Incansável em sua missão de dar atendimento médico aos menos favorecidos, irmã Dulce ergueu um gigantesco complexo de saúde e assistência social no nordeste do Brasil, que a converteu, muito antes de ser canonizada neste domingo pelo Vaticano, na "santa dos pobres".
Ao "anjo da Bahia", como era chamada pelos que a viam nas ruas de Salvador com seu hábito azul e branco, são atribuídos dois milagres: ter estancado a hemorragia de uma mulher após um parto e devolvido a visão de um homem que esteve cego durante 14 anos.

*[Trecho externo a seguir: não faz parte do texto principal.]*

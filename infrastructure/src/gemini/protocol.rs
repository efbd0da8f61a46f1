//! Wire types for the `generateContent` REST endpoint

use serde::{Deserialize, Serialize};

/// Request URL for a model's `generateContent` method
pub fn generate_content_url(endpoint: &str, model: &str) -> String {
    format!(
        "{}/v1beta/models/{}:generateContent",
        endpoint.trim_end_matches('/'),
        model
    )
}

#[derive(Debug, Clone, Serialize, Deserialize, PartialEq)]
pub struct Part {
    #[serde(default)]
    pub text: String,
}

#[derive(Debug, Clone, Serialize, Deserialize, PartialEq)]
pub struct Content {
    #[serde(skip_serializing_if = "Option::is_none")]
    pub role: Option<String>,
    #[serde(default)]
    pub parts: Vec<Part>,
}

impl Content {
    pub fn user(text: impl Into<String>) -> Self {
        Self {
            role: Some("user".to_string()),
            parts: vec![Part { text: text.into() }],
        }
    }

    /// System instructions carry no role
    pub fn system(text: impl Into<String>) -> Self {
        Self {
            role: None,
            parts: vec![Part { text: text.into() }],
        }
    }

    fn text(&self) -> String {
        self.parts.iter().map(|p| p.text.as_str()).collect()
    }
}

#[derive(Debug, Clone, Serialize)]
#[serde(rename_all = "camelCase")]
pub struct GenerateContentRequest {
    pub contents: Vec<Content>,
    #[serde(skip_serializing_if = "Option::is_none")]
    pub system_instruction: Option<Content>,
}

impl GenerateContentRequest {
    pub fn new(prompt: &str, system_prompt: Option<&str>) -> Self {
        Self {
            contents: vec![Content::user(prompt)],
            system_instruction: system_prompt
                .filter(|s| !s.is_empty())
                .map(Content::system),
        }
    }
}

#[derive(Debug, Clone, Deserialize)]
#[serde(rename_all = "camelCase")]
pub struct Candidate {
    pub content: Option<Content>,
    pub finish_reason: Option<String>,
}

#[derive(Debug, Clone, Deserialize)]
#[serde(rename_all = "camelCase")]
pub struct PromptFeedback {
    pub block_reason: Option<String>,
}

#[derive(Debug, Clone, Deserialize)]
#[serde(rename_all = "camelCase")]
pub struct GenerateContentResponse {
    #[serde(default)]
    pub candidates: Vec<Candidate>,
    pub prompt_feedback: Option<PromptFeedback>,
}

impl GenerateContentResponse {
    /// Concatenated text of the first candidate, if any
    pub fn text(&self) -> Option<String> {
        self.candidates
            .first()
            .and_then(|c| c.content.as_ref())
            .map(Content::text)
            .filter(|t| !t.is_empty())
    }

    pub fn block_reason(&self) -> Option<&str> {
        self.prompt_feedback
            .as_ref()
            .and_then(|f| f.block_reason.as_deref())
    }
}

/// Error body returned with non-2xx statuses
#[derive(Debug, Clone, Deserialize)]
pub struct ErrorEnvelope {
    pub error: ErrorBody,
}

#[derive(Debug, Clone, Deserialize)]
pub struct ErrorBody {
    #[serde(default)]
    pub code: u16,
    #[serde(default)]
    pub message: String,
    pub status: Option<String>,
}

#[cfg(test)]
mod tests {
    use super::*;
    use serde_json::json;

    #[test]
    fn test_url() {
        assert_eq!(
            generate_content_url("https://generativelanguage.googleapis.com/", "gemini-2.5-flash"),
            "https://generativelanguage.googleapis.com/v1beta/models/gemini-2.5-flash:generateContent"
        );
    }

    #[test]
    fn test_request_serialization() {
        let request = GenerateContentRequest::new("Write questions", Some("Be precise"));
        let value = serde_json::to_value(&request).unwrap();
        assert_eq!(
            value,
            json!({
                "contents": [{"role": "user", "parts": [{"text": "Write questions"}]}],
                "systemInstruction": {"parts": [{"text": "Be precise"}]}
            })
        );

        let request = GenerateContentRequest::new("Hi", None);
        let value = serde_json::to_value(&request).unwrap();
        assert!(value.get("systemInstruction").is_none());
    }

    #[test]
    fn test_response_text() {
        let body = json!({
            "candidates": [{
                "content": {"role": "model", "parts": [{"text": "[{\"id\": 1"}, {"text": "}]"}]},
                "finishReason": "STOP"
            }],
            "usageMetadata": {"promptTokenCount": 10}
        });
        let response: GenerateContentResponse = serde_json::from_value(body).unwrap();
        assert_eq!(response.text().as_deref(), Some("[{\"id\": 1}]"));
        assert_eq!(response.candidates[0].finish_reason.as_deref(), Some("STOP"));
    }

    #[test]
    fn test_blocked_response() {
        let body = json!({"promptFeedback": {"blockReason": "SAFETY"}});
        let response: GenerateContentResponse = serde_json::from_value(body).unwrap();
        assert_eq!(response.text(), None);
        assert_eq!(response.block_reason(), Some("SAFETY"));
    }

    #[test]
    fn test_error_envelope() {
        let body = r#"{"error": {"code": 400, "message": "API key not valid.", "status": "INVALID_ARGUMENT"}}"#;
        let envelope: ErrorEnvelope = serde_json::from_str(body).unwrap();
        assert_eq!(envelope.error.code, 400);
        assert_eq!(envelope.error.message, "API key not valid.");
    }
}
//! Model value object representing a generative text model

use serde::{Deserialize, Deserializer, Serialize, Serializer};

/// Generative models that can write quiz questions (Value Object)
#[derive(Debug, Clone, PartialEq, Eq, Hash, Default)]
pub enum Model {
    #[default]
    Gemini25Flash,
    Gemini25FlashLite,
    Gemini25Pro,
    Gemini20Flash,
    // Custom
    Custom(String),
}

impl Model {
    /// Get the string identifier for this model
    pub fn as_str(&self) -> &str {
        match self {
            Model::Gemini25Flash => "gemini-2.5-flash",
            Model::Gemini25FlashLite => "gemini-2.5-flash-lite",
            Model::Gemini25Pro => "gemini-2.5-pro",
            Model::Gemini20Flash => "gemini-2.0-flash",
            Model::Custom(s) => s,
        }
    }
}

impl std::fmt::Display for Model {
    fn fmt(&self, f: &mut std::fmt::Formatter<'_>) -> std::fmt::Result {
        write!(f, "{}", self.as_str())
    }
}

impl std::str::FromStr for Model {
    type Err = std::convert::Infallible;

    fn from_str(s: &str) -> std::result::Result<Self, Self::Err> {
        Ok(match s {
            "gemini-2.5-flash" => Model::Gemini25Flash,
            "gemini-2.5-flash-lite" => Model::Gemini25FlashLite,
            "gemini-2.5-pro" => Model::Gemini25Pro,
            "gemini-2.0-flash" => Model::Gemini20Flash,
            other => Model::Custom(other.to_string()),
        })
    }
}

impl From<&str> for Model {
    fn from(s: &str) -> Self {
        match s.parse() {
            Ok(model) => model,
            Err(never) => match never {},
        }
    }
}

impl Serialize for Model {
    fn serialize<S>(&self, serializer: S) -> Result<S::Ok, S::Error>
    where
        S: Serializer,
    {
        serializer.serialize_str(self.as_str())
    }
}

impl<'de> Deserialize<'de> for Model {
    fn deserialize<D>(deserializer: D) -> Result<Self, D::Error>
    where
        D: Deserializer<'de>,
    {
        let s = String::deserialize(deserializer)?;
        Ok(Model::from(s.as_str()))
    }
}

#[cfg(test)]
mod tests {
    use super::*;

    #[test]
    fn test_model_roundtrip() {
        for model in [
            Model::Gemini25Flash,
            Model::Gemini25FlashLite,
            Model::Gemini25Pro,
            Model::Gemini20Flash,
        ] {
            let parsed: Model = model.to_string().parse().unwrap();
            assert_eq!(model, parsed);
        }
    }

    #[test]
    fn test_custom_model() {
        let model: Model = "gemini-exp-1206".parse().unwrap();
        assert_eq!(model, Model::Custom("gemini-exp-1206".to_string()));
        assert_eq!(model.to_string(), "gemini-exp-1206");
    }

    #[test]
    fn test_model_default() {
        assert_eq!(Model::default(), Model::Gemini25Flash);
        assert_eq!(Model::default().as_str(), "gemini-2.5-flash");
    }

    #[test]
    fn test_model_serde() {
        let json = serde_json::to_string(&Model::Gemini25Pro).unwrap();
        assert_eq!(json, "\"gemini-2.5-pro\"");
        let model: Model = serde_json::from_str("\"gemini-2.0-flash\"").unwrap();
        assert_eq!(model, Model::Gemini20Flash);
    }
}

Sua canonização, 27 anos após sua morte, foi o terceiro processo mais rápido da história, atrás apenas do Papa João Paulo II (2014) e da madre Teresa de Calcutá (2016).
Maria Rita Lopes Pontes nasceu em 26 de maio de 1914 em uma família abastada. Filha de um dentista e de uma dona de casa que morreu de parto quando ela tinha apenas sete anos, descobriu sua vocação ainda adolescente, quando atendia mendigos e doentes na porta da casa da família. Aos 19 anos se tornou freira e adotou o nome de "Dulce", em homenagem à mãe.
Começou atuando nos bairros mais pobres de Salvador e chegou a invadir propriedades desocupadas para abrigar doentes que pediam sua ajuda.
Em 1949, transformou o galinheiro de um convento em uma enfermaria improvisada, que logo teria 70 leitos para se transformar em um grande complexo de hospitais e centros públicos de saúde: as Obras Sociais da Irmã Dulce (OSID), que hoje atende anualmente cerca de 3,5 milhões de pessoas.
- Uma freira conectada -
Na época em que a saúde pública não chegava a toda a população, irmã Dulce abriu todas as portas necessárias para cumprir sua missão.
Como escreve seu biógrafo Graciliano Rocha em "Irmã Dulce, a santa dos pobres", ela "sempre interpretou com competência a direção dos ventos políticos e, assim, cativou os poderosos para ter acesso aos cofres públicos".
Com um metro e meio, uma voz fraca - resultado de uma cirurgia nas cordas vocais - e uma enorme perspicácia, irmã Dulce foi tecendo relações com a elite política e empresarial sem rejeitar qualquer tendência.
Se relacionou praticamente com todos os ocupantes do Palácio do Planalto, dos generais da ditadura ao presidente José Sarney (1985-1990), com quem se comunicava diretamente por telefone.
De grandes empresários, como Norberto Odebrecht, a pequenos comerciantes, todos se esforçavam para atender seus pedidos.
Entre a fila de necessitados que pediram sua ajuda no final dos anos 1960 estava o escritor Paulo Coelho, que havia fugido de uma casa de saúde onde esteve internado e não tinha dinheiro para comer.
"Chegou a minha vez e a freira me perguntou: 'O que você quer?'. Eu disse, 'Queria voltar para casa, mas não tenho dinheiro. A senhora tem dinheiro?'. Aí ela disse, 'Dinheiro eu não tenho'. Escreveu num bloquinho 'Vale duas passagens para o Rio' [e disse] 'Vá à rodoviária e dá esse papel lá'", contou o escritor no programa Conversa com Bial, da TV Globo.
"Me lembro como se fosse hoje: o cara pegou aquele bloquinho e disse, 'Já sei, entra aí no ônibus, vai. A irmã Dulce vive pedindo coisas e a gente não tem como negar", lembrou, emocionado.
O escritor, que vive em Genebra e é um doador frequente da OSID, anunciou uma contribuição extra de 1 milhão de reais por ocasião da canonização.
- Cuidar da saúde alheira -
Apesar de todo o cuidado com o próximo, irmã Dulce não cuidava da própria saúde, trabalhando sem descanso durante longos períodos em jejum e sem dormir.
"Nunca ninguém a convenceu a trabalhar menos, inclusive quando já era sexagenária e sua saúde estava debilitada. Era a última a ir dormir e a primeira a se levantar no convento, ao lado do hospital", destaca Rocha no livro.
Em 1955, prometeu que se sua irmã escapasse de uma gravidez de alto risco dormiria o resto da vida sentada, e cumpriu.
Nos trinta anos seguintes dormiu em uma cadeira de madeira, até voltar a repousar em cama, a partir de 1985, por ordem médica.
Mas já era tarde e uma doença pulmonar crônica foi degradando sua capacidade respiratória.
Irmã Dulce faleceu em março de 1992, aos 77 anos, após uma longa permanência em uma Unidade de Terapia Intensiva (UTI) instalada em seu quarto.
O papa João Paulo II, que a encontrou em Salvador em 1980, a visitou no leito de morte em 1991 e após rezar por ela declarou: "este é o sofrimento do inocente, igual ao de Jesus".